■ **EXERCISE AIM**:
Nothing in the records may be altered. Repeat them in full.

[Saved data entries]
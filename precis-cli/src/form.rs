//! Four-flag form state shared by every front end: input, summary, loading,
//! error. A submission either fills the summary or the error, never both.

/// Anything that can turn text into a summary or a displayable error.
pub trait SummarizeBackend {
    fn summarize(&self, text: &str) -> Result<String, String>;
}

pub const BLANK_INPUT_MESSAGE: &str = "Please enter some text to summarize.";

#[derive(Debug, Clone, Default, PartialEq, Eq)]
pub struct FormState {
    pub input_text: String,
    pub summary_text: String,
    pub loading: bool,
    pub error_message: String,
}

impl FormState {
    pub fn new(input_text: impl Into<String>) -> Self {
        Self {
            input_text: input_text.into(),
            ..Default::default()
        }
    }

    /// Start a submission. Returns the text to send, or `None` (with the
    /// error set) when the input is blank.
    pub fn begin_submit(&mut self) -> Option<String> {
        if self.input_text.trim().is_empty() {
            self.summary_text.clear();
            self.error_message = BLANK_INPUT_MESSAGE.to_string();
            return None;
        }

        self.loading = true;
        self.error_message.clear();
        self.summary_text.clear();
        Some(self.input_text.clone())
    }

    /// Finish a submission with the backend's outcome.
    pub fn finish_submit(&mut self, outcome: Result<String, String>) {
        match outcome {
            Ok(summary) => self.summary_text = summary,
            Err(message) => self.error_message = message,
        }
        self.loading = false;
    }

    pub fn submit(&mut self, backend: &impl SummarizeBackend) {
        if let Some(text) = self.begin_submit() {
            let outcome = backend.summarize(&text);
            self.finish_submit(outcome);
        }
    }

    pub fn has_error(&self) -> bool {
        !self.error_message.is_empty()
    }
}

■ **RESPONSE TO THE TASK**:
filename precis-cli/src/form.rs
//! Four-flag form state shared by every front end: input, summary, loading,
//! error. A submission either fills the summary or the error, never both.

/// Anything that can turn text into a summary or a displayable error.
pub trait SummarizeBackend {
    fn summarize(&self, text: &str) -> Result<String, String>;
}

pub const BLANK_INPUT_MESSAGE: &str = "Please enter some text to summarize.";

#[derive(Debug, Clone, Default, PartialEq, Eq)]
pub struct FormState {
    pub input_text: String,
    pub summary_text: String,
    pub loading: bool,
    pub error_message: String,
}

impl FormState {
    pub fn new(input_text: impl Into<String>) -> Self {
        Self {
            input_text: input_text.into(),
            ..Default::default()
        }
    }

    /// Start a submission. Returns the text to send, or `None` (with the
    /// error set) when the input is blank.
    pub fn begin_submit(&mut self) -> Option<String> {
        if self.input_text.trim().is_empty() {
            self.summary_text.clear();
            self.error_message = BLANK_INPUT_MESSAGE.to_string();
            return None;
        }

        self.loading = true;
        self.error_message.clear();
        self.summary_text.clear();
        Some(self.input_text.clone())
    }

    /// Finish a submission with the backend's outcome.
    pub fn finish_submit(&mut self, outcome: Result<String, String>) {
        match outcome {
            Ok(summary) => self.summary_text = summary,
            Err(message) => self.error_message = message,
        }
        self.loading = false;
    }

    pub fn submit(&mut self, backend: &impl SummarizeBackend) {
        if let Some(text) = self.begin_submit() {
            let outcome = backend.summarize(&text);
            self.finish_submit(outcome);
        }
    }

    pub fn has_error(&self) -> bool {
        !self.error_message.is_empty()
    }
}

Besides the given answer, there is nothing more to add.